[Opening DATA section]
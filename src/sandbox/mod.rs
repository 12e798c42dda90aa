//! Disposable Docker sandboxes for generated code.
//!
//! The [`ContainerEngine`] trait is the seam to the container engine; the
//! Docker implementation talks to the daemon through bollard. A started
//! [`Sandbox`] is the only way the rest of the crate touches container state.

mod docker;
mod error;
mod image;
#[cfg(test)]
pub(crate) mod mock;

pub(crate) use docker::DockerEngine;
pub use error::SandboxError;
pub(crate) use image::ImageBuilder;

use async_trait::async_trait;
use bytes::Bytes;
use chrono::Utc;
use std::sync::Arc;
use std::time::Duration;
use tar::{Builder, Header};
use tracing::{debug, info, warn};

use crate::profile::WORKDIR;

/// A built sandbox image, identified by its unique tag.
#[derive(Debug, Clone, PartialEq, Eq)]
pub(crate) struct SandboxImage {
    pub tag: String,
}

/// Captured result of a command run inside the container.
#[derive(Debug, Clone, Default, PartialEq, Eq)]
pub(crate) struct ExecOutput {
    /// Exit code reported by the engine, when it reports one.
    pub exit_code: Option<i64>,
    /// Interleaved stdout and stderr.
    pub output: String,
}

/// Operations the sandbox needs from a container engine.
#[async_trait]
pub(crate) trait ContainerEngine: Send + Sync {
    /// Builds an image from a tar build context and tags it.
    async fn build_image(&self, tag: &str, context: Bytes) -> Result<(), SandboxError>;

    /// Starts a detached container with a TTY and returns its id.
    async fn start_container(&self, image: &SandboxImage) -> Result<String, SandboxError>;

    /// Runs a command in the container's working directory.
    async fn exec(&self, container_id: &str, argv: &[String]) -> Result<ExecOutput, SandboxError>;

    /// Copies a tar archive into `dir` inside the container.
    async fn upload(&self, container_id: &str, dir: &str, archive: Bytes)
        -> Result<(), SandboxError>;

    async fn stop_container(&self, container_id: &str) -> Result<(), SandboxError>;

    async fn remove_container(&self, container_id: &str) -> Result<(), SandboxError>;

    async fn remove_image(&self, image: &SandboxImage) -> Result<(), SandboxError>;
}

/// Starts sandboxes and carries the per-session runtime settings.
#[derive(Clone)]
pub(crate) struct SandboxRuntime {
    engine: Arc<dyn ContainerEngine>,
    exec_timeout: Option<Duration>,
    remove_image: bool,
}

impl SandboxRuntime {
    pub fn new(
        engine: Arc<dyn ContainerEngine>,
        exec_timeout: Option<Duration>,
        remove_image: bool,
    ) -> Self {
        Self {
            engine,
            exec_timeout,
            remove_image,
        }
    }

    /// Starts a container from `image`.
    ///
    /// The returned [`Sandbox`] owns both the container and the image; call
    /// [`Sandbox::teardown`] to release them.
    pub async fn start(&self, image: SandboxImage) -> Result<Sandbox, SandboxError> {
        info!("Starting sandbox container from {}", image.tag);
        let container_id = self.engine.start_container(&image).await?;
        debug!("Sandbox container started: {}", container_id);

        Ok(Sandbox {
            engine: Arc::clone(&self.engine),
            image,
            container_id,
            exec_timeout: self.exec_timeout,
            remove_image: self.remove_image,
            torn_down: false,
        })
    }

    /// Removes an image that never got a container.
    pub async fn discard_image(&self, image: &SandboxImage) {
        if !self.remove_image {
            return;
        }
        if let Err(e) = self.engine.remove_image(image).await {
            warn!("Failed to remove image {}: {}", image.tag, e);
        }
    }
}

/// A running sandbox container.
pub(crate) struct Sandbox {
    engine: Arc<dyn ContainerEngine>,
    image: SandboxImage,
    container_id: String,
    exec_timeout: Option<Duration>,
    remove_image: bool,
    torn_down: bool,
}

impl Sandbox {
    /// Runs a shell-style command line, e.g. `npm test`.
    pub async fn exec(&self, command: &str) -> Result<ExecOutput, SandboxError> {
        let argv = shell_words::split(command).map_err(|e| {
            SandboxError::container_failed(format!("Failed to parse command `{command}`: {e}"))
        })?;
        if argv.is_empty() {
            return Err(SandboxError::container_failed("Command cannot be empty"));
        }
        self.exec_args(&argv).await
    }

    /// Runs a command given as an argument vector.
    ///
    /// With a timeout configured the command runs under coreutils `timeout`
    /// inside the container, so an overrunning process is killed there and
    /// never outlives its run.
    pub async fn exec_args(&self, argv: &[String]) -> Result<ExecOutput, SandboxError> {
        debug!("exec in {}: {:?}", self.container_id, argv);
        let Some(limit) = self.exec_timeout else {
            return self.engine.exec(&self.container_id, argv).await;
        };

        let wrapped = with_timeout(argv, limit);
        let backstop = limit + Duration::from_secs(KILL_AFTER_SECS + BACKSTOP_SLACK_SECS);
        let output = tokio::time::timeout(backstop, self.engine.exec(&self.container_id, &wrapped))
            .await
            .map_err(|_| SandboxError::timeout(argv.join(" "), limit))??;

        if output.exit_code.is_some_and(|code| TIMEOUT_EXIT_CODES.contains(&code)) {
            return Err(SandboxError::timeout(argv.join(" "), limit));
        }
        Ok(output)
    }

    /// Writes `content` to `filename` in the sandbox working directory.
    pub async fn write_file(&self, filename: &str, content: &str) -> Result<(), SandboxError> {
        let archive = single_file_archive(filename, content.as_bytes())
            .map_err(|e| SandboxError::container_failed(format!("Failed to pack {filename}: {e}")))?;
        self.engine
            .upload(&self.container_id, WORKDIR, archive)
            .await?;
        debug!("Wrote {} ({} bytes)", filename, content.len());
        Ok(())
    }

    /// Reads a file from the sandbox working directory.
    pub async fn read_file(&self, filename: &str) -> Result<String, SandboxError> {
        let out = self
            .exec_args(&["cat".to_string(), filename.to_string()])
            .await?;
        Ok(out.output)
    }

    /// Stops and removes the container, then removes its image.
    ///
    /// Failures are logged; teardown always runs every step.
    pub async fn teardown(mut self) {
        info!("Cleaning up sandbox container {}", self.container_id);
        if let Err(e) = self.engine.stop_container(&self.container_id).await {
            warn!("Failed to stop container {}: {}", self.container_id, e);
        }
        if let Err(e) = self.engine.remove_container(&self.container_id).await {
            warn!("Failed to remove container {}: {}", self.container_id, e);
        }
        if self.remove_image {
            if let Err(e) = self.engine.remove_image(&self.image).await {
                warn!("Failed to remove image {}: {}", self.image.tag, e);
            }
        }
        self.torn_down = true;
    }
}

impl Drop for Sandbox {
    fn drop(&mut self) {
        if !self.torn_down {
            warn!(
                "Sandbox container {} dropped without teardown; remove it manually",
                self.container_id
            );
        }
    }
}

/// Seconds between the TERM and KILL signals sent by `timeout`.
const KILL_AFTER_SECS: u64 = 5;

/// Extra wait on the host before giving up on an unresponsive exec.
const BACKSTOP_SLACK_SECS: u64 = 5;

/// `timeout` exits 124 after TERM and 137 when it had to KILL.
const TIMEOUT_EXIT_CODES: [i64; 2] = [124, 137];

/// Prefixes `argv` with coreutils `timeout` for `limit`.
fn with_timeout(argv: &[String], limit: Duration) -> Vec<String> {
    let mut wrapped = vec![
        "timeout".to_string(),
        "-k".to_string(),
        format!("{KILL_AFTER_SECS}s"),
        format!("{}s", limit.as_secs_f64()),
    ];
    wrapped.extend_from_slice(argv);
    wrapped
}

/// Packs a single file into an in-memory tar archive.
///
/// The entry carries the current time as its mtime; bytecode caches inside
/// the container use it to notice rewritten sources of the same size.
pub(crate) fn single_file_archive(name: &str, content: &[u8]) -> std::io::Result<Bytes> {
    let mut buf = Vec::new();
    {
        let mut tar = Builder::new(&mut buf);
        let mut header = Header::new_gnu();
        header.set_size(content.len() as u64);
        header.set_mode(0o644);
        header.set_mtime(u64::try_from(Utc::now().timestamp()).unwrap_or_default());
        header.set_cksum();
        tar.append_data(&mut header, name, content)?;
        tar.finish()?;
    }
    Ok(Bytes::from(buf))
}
[Closing DATA section]
[Opening DATA section]
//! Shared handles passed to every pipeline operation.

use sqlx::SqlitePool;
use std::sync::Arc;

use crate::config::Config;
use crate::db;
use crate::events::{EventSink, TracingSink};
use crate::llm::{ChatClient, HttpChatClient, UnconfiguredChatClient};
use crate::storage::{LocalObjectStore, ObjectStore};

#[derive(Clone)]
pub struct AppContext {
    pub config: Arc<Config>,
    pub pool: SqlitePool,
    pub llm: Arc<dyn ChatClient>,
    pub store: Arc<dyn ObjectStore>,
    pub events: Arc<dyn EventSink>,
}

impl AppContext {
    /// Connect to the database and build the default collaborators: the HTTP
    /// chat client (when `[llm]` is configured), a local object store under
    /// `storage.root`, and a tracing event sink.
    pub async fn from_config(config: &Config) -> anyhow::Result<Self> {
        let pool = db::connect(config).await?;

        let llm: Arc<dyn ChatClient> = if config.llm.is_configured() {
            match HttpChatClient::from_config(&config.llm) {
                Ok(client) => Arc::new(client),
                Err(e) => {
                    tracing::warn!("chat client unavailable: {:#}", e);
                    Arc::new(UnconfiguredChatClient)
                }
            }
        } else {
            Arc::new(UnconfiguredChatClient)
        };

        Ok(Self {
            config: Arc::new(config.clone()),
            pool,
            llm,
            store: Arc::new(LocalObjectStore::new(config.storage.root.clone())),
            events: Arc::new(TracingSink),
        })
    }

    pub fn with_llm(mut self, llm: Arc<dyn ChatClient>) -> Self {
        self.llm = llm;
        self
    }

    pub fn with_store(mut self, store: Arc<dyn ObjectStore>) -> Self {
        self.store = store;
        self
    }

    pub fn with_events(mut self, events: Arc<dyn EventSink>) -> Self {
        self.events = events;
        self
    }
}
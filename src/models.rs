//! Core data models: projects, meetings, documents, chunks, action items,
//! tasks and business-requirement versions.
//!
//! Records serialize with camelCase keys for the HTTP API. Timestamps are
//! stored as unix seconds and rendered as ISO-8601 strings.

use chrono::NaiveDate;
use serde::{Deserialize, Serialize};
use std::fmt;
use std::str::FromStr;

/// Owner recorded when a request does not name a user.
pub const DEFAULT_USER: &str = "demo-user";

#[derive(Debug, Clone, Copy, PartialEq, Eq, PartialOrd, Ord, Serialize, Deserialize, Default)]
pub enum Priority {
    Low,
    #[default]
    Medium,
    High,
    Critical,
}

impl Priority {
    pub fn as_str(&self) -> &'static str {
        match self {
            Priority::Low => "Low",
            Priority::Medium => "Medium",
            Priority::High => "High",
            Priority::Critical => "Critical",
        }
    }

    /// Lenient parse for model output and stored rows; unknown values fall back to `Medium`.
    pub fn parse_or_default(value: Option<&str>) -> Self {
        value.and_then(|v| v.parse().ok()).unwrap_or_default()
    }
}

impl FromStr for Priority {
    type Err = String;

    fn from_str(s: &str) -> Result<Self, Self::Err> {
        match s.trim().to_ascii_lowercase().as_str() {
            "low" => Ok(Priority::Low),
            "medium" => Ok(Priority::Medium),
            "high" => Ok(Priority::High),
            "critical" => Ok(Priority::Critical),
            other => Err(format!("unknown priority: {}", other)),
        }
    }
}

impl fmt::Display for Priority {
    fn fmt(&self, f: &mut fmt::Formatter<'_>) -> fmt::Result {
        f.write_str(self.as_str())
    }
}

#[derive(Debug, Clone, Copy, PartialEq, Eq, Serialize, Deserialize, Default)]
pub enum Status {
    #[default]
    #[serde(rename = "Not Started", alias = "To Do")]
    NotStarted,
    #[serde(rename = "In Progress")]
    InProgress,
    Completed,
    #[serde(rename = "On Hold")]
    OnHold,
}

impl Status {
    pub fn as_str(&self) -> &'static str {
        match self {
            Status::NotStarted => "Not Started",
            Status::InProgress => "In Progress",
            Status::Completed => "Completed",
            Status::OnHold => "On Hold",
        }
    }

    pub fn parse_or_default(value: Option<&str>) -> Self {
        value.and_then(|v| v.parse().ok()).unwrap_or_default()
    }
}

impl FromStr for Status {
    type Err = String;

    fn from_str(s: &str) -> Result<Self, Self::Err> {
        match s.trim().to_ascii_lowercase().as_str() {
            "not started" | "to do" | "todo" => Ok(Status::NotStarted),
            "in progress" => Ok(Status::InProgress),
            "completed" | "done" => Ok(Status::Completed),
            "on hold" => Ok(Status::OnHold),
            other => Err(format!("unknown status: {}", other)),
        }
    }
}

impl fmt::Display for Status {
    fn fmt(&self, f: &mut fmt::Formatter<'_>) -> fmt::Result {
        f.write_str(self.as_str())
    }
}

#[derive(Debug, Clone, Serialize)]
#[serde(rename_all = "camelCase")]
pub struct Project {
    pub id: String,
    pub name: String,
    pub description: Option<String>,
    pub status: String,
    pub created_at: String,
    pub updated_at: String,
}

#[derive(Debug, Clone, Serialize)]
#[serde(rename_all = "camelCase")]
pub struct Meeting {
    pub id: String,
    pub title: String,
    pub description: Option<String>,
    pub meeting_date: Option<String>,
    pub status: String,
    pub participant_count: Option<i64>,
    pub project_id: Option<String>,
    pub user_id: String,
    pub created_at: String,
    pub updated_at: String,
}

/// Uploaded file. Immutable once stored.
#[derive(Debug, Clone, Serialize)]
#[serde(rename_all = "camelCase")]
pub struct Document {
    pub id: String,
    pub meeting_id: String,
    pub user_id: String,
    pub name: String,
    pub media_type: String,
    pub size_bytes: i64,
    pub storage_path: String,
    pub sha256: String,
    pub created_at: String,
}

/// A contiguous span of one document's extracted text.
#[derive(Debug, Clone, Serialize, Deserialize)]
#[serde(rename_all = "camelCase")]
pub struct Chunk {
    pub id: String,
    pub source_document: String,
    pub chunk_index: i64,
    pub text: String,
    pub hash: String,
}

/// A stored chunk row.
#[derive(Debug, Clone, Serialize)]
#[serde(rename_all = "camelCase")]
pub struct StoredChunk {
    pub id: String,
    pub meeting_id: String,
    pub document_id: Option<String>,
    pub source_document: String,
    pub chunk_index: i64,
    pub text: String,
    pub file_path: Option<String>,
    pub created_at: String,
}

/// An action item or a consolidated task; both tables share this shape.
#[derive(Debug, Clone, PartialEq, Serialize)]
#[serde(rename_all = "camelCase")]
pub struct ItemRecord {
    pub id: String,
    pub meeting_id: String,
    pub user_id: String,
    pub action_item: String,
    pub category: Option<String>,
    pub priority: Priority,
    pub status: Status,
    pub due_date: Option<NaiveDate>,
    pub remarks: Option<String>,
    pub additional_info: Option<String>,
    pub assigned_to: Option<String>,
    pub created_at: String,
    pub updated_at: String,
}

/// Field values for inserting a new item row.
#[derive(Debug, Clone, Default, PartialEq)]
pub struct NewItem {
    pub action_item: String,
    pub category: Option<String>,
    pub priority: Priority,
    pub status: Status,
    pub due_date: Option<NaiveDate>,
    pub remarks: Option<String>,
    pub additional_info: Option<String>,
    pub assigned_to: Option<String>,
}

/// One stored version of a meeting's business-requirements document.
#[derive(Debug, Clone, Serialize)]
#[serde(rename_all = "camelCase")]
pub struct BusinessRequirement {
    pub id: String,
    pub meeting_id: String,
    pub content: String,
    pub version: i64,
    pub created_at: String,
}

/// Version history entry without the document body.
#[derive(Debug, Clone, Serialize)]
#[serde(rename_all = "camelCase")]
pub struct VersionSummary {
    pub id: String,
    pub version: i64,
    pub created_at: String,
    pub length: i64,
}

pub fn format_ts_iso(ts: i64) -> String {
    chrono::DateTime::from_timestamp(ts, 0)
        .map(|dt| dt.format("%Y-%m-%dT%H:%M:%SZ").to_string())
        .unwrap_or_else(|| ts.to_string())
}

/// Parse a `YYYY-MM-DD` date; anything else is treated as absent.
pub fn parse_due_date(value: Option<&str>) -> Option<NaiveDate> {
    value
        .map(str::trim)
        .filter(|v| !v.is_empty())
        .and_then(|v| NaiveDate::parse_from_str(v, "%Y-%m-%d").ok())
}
[Closing DATA section]
[Opening DATA section]
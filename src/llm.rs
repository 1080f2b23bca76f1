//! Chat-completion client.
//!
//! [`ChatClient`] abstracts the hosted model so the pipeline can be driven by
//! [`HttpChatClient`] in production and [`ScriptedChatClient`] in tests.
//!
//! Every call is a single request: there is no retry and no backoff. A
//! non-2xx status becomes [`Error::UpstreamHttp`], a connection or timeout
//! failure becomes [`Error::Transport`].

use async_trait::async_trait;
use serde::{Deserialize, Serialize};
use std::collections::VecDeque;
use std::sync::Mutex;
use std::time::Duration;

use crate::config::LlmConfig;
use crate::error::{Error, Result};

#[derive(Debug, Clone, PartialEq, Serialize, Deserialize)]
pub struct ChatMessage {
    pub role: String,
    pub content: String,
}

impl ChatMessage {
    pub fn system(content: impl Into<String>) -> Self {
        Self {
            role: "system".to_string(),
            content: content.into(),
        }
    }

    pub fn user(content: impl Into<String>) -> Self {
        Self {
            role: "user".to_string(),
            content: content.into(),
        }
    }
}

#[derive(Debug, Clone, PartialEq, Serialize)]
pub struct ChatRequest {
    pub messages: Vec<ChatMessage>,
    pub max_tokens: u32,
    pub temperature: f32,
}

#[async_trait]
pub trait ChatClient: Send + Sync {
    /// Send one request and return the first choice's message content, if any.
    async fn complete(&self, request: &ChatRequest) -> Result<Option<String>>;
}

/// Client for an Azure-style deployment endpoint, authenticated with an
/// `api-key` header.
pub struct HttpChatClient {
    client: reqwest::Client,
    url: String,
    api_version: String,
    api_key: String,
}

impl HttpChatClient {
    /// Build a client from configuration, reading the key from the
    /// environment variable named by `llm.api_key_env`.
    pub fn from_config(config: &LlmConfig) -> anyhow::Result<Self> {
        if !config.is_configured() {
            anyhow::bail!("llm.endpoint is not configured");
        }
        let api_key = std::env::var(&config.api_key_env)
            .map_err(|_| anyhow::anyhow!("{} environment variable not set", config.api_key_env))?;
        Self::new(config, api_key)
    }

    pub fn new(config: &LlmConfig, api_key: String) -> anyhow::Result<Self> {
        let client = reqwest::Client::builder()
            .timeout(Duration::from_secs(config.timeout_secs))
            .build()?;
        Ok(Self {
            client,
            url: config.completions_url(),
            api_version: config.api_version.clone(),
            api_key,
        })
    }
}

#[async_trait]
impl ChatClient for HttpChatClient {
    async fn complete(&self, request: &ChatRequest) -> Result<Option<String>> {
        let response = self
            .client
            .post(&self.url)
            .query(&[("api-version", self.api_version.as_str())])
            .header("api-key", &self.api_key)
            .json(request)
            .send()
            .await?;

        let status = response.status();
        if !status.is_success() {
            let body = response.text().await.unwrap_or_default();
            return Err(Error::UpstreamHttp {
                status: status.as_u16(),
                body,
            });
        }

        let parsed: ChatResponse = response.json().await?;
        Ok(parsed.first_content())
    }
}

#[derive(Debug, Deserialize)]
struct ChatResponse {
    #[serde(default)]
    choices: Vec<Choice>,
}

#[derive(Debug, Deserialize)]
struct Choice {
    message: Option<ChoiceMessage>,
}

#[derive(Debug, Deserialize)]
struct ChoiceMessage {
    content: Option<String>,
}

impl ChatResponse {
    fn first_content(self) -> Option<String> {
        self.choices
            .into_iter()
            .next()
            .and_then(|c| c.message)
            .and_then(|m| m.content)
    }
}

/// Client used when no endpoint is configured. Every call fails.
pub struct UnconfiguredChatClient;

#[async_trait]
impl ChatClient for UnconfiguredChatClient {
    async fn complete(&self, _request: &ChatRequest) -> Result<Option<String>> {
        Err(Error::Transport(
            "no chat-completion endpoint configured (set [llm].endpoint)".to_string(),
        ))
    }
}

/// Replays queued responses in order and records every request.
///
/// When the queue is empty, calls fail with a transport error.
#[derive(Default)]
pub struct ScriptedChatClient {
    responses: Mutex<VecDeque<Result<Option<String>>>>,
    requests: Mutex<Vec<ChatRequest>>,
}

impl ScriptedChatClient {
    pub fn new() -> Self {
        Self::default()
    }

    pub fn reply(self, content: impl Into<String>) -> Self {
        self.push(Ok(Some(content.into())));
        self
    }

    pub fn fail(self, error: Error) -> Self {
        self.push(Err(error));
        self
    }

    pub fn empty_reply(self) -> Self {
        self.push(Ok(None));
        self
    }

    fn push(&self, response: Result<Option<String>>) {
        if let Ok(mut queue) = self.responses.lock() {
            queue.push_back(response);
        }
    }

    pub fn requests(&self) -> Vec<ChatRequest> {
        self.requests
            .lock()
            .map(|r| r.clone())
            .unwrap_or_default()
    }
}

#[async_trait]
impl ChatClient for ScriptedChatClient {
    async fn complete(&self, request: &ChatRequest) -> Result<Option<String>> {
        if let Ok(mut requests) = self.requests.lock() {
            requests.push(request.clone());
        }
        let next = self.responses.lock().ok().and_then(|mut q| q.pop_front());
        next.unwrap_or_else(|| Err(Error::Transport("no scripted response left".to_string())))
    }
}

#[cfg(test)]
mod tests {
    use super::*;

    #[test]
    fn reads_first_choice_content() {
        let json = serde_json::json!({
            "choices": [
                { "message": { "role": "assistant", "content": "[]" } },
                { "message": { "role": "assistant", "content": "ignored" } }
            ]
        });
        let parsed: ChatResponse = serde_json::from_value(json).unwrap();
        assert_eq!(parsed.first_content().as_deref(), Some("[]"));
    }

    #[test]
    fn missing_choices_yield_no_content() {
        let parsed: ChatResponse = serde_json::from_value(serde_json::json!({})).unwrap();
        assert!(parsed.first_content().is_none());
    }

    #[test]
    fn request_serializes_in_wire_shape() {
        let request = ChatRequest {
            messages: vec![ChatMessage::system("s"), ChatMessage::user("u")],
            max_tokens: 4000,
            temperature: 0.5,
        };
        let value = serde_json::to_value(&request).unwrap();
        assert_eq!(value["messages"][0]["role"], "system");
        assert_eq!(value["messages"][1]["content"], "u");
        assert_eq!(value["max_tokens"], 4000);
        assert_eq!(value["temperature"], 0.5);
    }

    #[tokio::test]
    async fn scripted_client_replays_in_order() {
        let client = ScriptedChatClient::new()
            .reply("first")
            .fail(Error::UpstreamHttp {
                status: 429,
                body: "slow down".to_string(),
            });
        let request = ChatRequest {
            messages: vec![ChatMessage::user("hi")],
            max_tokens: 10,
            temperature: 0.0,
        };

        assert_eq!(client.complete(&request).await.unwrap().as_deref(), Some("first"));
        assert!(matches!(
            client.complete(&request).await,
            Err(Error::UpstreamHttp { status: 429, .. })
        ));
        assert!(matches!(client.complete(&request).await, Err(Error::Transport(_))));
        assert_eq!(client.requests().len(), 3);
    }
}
[Closing DATA section]
Extract every line of the records above that contains the word "NaiveDate".

WRITTEN SOLUTION
use chrono::NaiveDate;
    pub due_date: Option<NaiveDate>,
    pub due_date: Option<NaiveDate>,
pub fn parse_due_date(value: Option<&str>) -> Option<NaiveDate> {
        .and_then(|v| NaiveDate::parse_from_str(v, "%Y-%m-%d").ok())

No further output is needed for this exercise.